2.0 KiB
2.0 KiB
Design
Overview PolyScribe is a CLI that orchestrates:
- CLI parsing and I/O (main.rs)
- Core library (lib.rs) exposing reusable logic
- Backends for transcription (backend.rs) that bind to whisper-rs
- Model management (models.rs) that discovers/downloads/verifies models
Data flow
- CLI collects inputs (media or JSON), options (merge, speaker names, language, GPU backend), and output path.
- For media, audio is extracted via ffmpeg to PCM f32 in-memory.
- A Whisper model is selected (env var override, last-used, interactive download, or non-interactive default).
- The selected backend performs transcription via whisper-rs producing segments.
- Segments are merged/organized and written to JSON and SRT as requested.
Key decisions
- Local-first: default to local models in ./models (debug) or XDG data dir (release) for predictable behavior.
- Whisper model selection: last-used cache (.last_model) provides stable default across runs.
- Non-interactive mode: avoid prompts for CI; download a sensible default if needed.
- Logging: simple macros (elog!/wlog!/ilog!/dlog!) with quiet/verbose controls; stderr used for diagnostics.
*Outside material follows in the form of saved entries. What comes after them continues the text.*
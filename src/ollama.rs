// SPDX-License-Identifier: MIT
// SPDX-FileCopyrightText: 2025 Jonathan D. A. Jewell <hyperpolymath>

//! Ollama API client for local AI inference

use reqwest::{Client, StatusCode};
use serde::{Deserialize, Serialize};
use std::time::Duration;
use tracing::{debug, warn};

use crate::{ClassifierError, CuratorError, Result};

/// Ollama API client
#[derive(Clone)]
pub struct OllamaClient {
    client: Client,
    base_url: String,
}

#[derive(Serialize)]
struct GenerateRequest<'a> {
    model: &'a str,
    prompt: &'a str,
    stream: bool,
    format: &'a str,
}

#[derive(Deserialize)]
struct GenerateResponse {
    response: String,
}

#[derive(Deserialize)]
struct TagsResponse {
    models: Vec<ModelInfo>,
}

#[derive(Deserialize)]
struct ModelInfo {
    name: String,
}

impl OllamaClient {
    /// Create a new Ollama client
    pub fn new(base_url: &str, timeout: Duration) -> Result<Self> {
        let client = Client::builder().timeout(timeout).build()?;

        // Normalize URL
        let base_url = base_url
            .trim_end_matches('/')
            .replace("/api/generate", "")
            .replace("/api/chat", "");

        Ok(Self { client, base_url })
    }

    pub fn base_url(&self) -> &str {
        &self.base_url
    }

    /// Check if Ollama is available
    pub async fn health_check(&self) -> Result<()> {
        let url = format!("{}/api/tags", self.base_url);

        self.client
            .get(&url)
            .timeout(Duration::from_secs(10))
            .send()
            .await
            .map_err(|e| {
                ClassifierError::Unavailable(format!(
                    "Cannot connect to Ollama at {}: {}",
                    self.base_url, e
                ))
            })?;

        Ok(())
    }

    /// List available models
    pub async fn list_models(&self) -> Result<Vec<String>> {
        let url = format!("{}/api/tags", self.base_url);

        let response = self.client.get(&url).send().await?;

        let tags: TagsResponse = response.json().await?;
        Ok(tags.models.into_iter().map(|m| m.name).collect())
    }

    /// Check if a specific model is available
    pub async fn model_available(&self, model: &str) -> Result<bool> {
        let models = self.list_models().await?;
        Ok(models.iter().any(|m| {
            m.starts_with(model) || m == &format!("{}:latest", model)
        }))
    }

    /// Generate a JSON-formatted completion
    pub async fn generate(&self, model: &str, prompt: &str) -> Result<String> {
        let url = format!("{}/api/generate", self.base_url);

        let request = GenerateRequest {
            model,
            prompt,
            stream: false,
            format: "json",
        };

        debug!("Sending request to Ollama: model={}", model);

        let response = self
            .client
            .post(&url)
            .json(&request)
            .send()
            .await
            .map_err(|e| {
                if e.is_timeout() {
                    ClassifierError::Timeout
                } else {
                    ClassifierError::Unavailable(e.to_string())
                }
            })?;

        let status = response.status();
        if !status.is_success() {
            let body = response.text().await.unwrap_or_default();
            return Err(status_error(status, &body).into());
        }

        let result: GenerateResponse = response
            .json()
            .await
            .map_err(|e| ClassifierError::Malformed(e.to_string()))?;
        Ok(result.response)
    }

    /// Generate with retry logic; only transient failures are retried
    pub async fn generate_with_retry(
        &self,
        model: &str,
        prompt: &str,
        retries: u32,
    ) -> Result<String> {
        let mut last_error = None;

        for attempt in 0..=retries {
            if attempt > 0 {
                let delay = Duration::from_secs(2u64.pow(attempt - 1));
                warn!("Retrying Ollama request in {:?} (attempt {})", delay, attempt + 1);
                tokio::time::sleep(delay).await;
            }

            match self.generate(model, prompt).await {
                Ok(response) => return Ok(response),
                Err(CuratorError::Classifier(e)) if e.is_transient() => {
                    last_error = Some(CuratorError::Classifier(e));
                }
                Err(e) => return Err(e),
            }
        }

        Err(last_error.unwrap_or_else(|| {
            ClassifierError::Unavailable("Unknown error".to_string()).into()
        }))
    }
}

/// Map a non-success HTTP status to a classifier failure
fn status_error(status: StatusCode, body: &str) -> ClassifierError {
    if status == StatusCode::TOO_MANY_REQUESTS {
        return ClassifierError::RateLimited;
    }
    if status == StatusCode::PAYMENT_REQUIRED
        || status == StatusCode::FORBIDDEN
        || body.to_lowercase().contains("quota")
    {
        return ClassifierError::QuotaExceeded;
    }
    ClassifierError::Unavailable(format!("Ollama returned status {}", status))
}

#[cfg(test)]
mod tests {
    use super::*;

    #[test]
    fn test_url_normalization() {
        let client = OllamaClient::new("http://localhost:11434/api/generate/", Duration::from_secs(5)).unwrap();
        assert_eq!(client.base_url(), "http://localhost:11434");
    }

    #[test]
    fn test_status_mapping() {
        assert_eq!(status_error(StatusCode::TOO_MANY_REQUESTS, ""), ClassifierError::RateLimited);
        assert_eq!(status_error(StatusCode::PAYMENT_REQUIRED, ""), ClassifierError::QuotaExceeded);
        assert_eq!(
            status_error(StatusCode::BAD_REQUEST, "monthly quota reached"),
            ClassifierError::QuotaExceeded
        );
        assert!(matches!(
            status_error(StatusCode::INTERNAL_SERVER_ERROR, ""),
            ClassifierError::Unavailable(_)
        ));
    }
}
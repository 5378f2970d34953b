// SPDX-License-Identifier: MIT
// SPDX-FileCopyrightText: 2025 Jonathan D. A. Jewell <hyperpolymath>

//! Curator: Local PLR Content Scanner & Organizer
//!
//! Scans folders for Private Label Rights packages with a local AI model
//! and files them into a niche-keyed library.

use clap::{CommandFactory, Parser, Subcommand};
use std::path::{Path, PathBuf};
use std::sync::Arc;
use std::time::Duration;
use tokio::signal;
use tokio::sync::broadcast::error::RecvError;
use tracing::{info, warn};

use curator::catalog::{Catalog, CatalogEntry};
use curator::config::AppConfig;
use curator::history::ScanHistory;
use curator::ollama::OllamaClient;
use curator::options::{MaxDepth, ScanOptions, SpeedMode};
use curator::organize::OrganizeAction;
use curator::profiles::ProfileStore;
use curator::scan::{OrganizeTarget, ScanEvent, ScanOrchestrator, ScanReport};
use curator::session::ScanSession;
use curator::store::{JsonFileStore, KeyValueStore};
use curator::{CuratorError, Result};

/// Curator CLI - Local PLR Content Scanner & Organizer
#[derive(Parser, Debug)]
#[command(name = "curator")]
#[command(author = "Jonathan D. A. Jewell <hyperpolymath>")]
#[command(version = "1.0.0")]
#[command(about = "Find, classify and organize PLR content with a local AI model", long_about = None)]
#[command(propagate_version = true)]
struct Cli {
    /// Path to configuration file (JSON format)
    #[arg(short, long, default_value = "curator.json", global = true)]
    config: PathBuf,

    /// Enable verbose logging (debug level)
    #[arg(short, long, global = true)]
    verbose: bool,

    /// Enable trace logging (most verbose)
    #[arg(long, global = true)]
    trace: bool,

    /// Output format for results
    #[arg(long, global = true, default_value = "text", value_parser = ["text", "json"])]
    format: String,

    /// Suppress non-essential output (quiet mode)
    #[arg(short, long, global = true)]
    quiet: bool,

    #[command(subcommand)]
    command: Option<Commands>,
}

/// Overrides applied on top of the configured or profile options
#[derive(clap::Args, Debug, Default)]
struct OptionArgs {
    /// Maximum folder depth below each root ("unlimited" or a number)
    #[arg(long)]
    depth: Option<String>,

    /// Only scan files directly inside the selected folders
    #[arg(long)]
    no_subfolders: bool,

    /// Comma separated file types to include (e.g. pdf,zip)
    #[arg(long, value_delimiter = ',')]
    types: Vec<String>,

    /// Quick mode: keep only results above 90% confidence
    #[arg(long)]
    quick: bool,
}

impl OptionArgs {
    fn apply(&self, mut options: ScanOptions) -> Result<ScanOptions> {
        if let Some(depth) = &self.depth {
            options.max_depth = depth.parse::<MaxDepth>()?;
        }
        if self.no_subfolders {
            options.include_subfolders = false;
        }
        if !self.types.is_empty() {
            options = options.with_file_types(&self.types);
        }
        if self.quick {
            options.speed_mode = SpeedMode::Quick;
        }
        Ok(options)
    }
}

#[derive(Subcommand, Debug)]
enum Commands {
    /// Scan folders for PLR content
    Scan {
        /// Folders to scan
        #[arg(required = true)]
        folders: Vec<PathBuf>,

        #[command(flatten)]
        options: OptionArgs,

        /// Start from a saved scan profile
        #[arg(short, long)]
        profile: Option<String>,

        /// Organize detected PLR files after the scan
        #[arg(long)]
        organize: bool,

        /// Library folder to organize into (overrides config)
        #[arg(short, long)]
        dest: Option<PathBuf>,

        /// Move files instead of copying them
        #[arg(long = "move")]
        move_files: bool,
    },

    /// Scan profile management
    Profile {
        #[command(subcommand)]
        action: ProfileCommands,
    },

    /// Scan history
    History {
        #[command(subcommand)]
        action: HistoryCommands,
    },

    /// Catalog of organized files
    Catalog {
        #[command(subcommand)]
        action: CatalogCommands,
    },

    /// Configuration management
    Config {
        #[command(subcommand)]
        action: ConfigCommands,
    },

    /// Show AI engine status
    Status,

    /// Initialize a new Curator library
    Init {
        /// Directory to initialize (default: current)
        #[arg(short, long)]
        dir: Option<PathBuf>,

        /// Force overwrite existing configuration
        #[arg(long)]
        force: bool,
    },
}

#[derive(Subcommand, Debug)]
enum ProfileCommands {
    /// List saved profiles
    List,

    /// Save the configured options, with overrides, as a profile
    Save {
        /// Profile name
        name: String,

        #[command(flatten)]
        options: OptionArgs,
    },

    /// Show one profile
    Show {
        id: String,
    },

    /// Delete a profile
    Delete {
        id: String,
    },
}

#[derive(Subcommand, Debug)]
enum HistoryCommands {
    /// List recent scans
    List {
        /// Number of entries to show
        #[arg(short, long, default_value = "10")]
        count: usize,
    },
}

#[derive(Subcommand, Debug)]
enum CatalogCommands {
    /// Show catalog statistics
    Stats,

    /// Search organized files by path, niche or tag
    Search {
        query: String,

        /// Maximum results
        #[arg(short, long, default_value = "20")]
        limit: usize,
    },

    /// List organized files in a niche
    Niche {
        niche: String,

        /// Maximum results
        #[arg(short, long, default_value = "50")]
        limit: usize,
    },
}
- GPU selection: runtime auto-detect with compile-time feature gates per backend.
Model discovery & verification (conceptual)
- Remote model list pulled from Hugging Face repositories.
- For each model entry we track name, size, and optionally SHA-256.
- Downloads verify size and hash when available; updates compare local files against the manifest.
- Best local model is chosen based on reasonable heuristics (e.g., prefer larger quantized variants when available) to balance quality and speed.
Extensibility
- New backends: implement TranscribeBackend and add selection wiring in select_backend.
- New model sources: extend models.rs to read additional manifests or repositories.
- Packaging: respect XDG_DATA_HOME/HOME; allow POLYSCRIBE_MODELS_DIR override; avoid hard-coding system paths.
Binary naming and CLI surface
- Binary is
polyscribe
. - Keep CLI flags stable and documented; add new flags conservatively.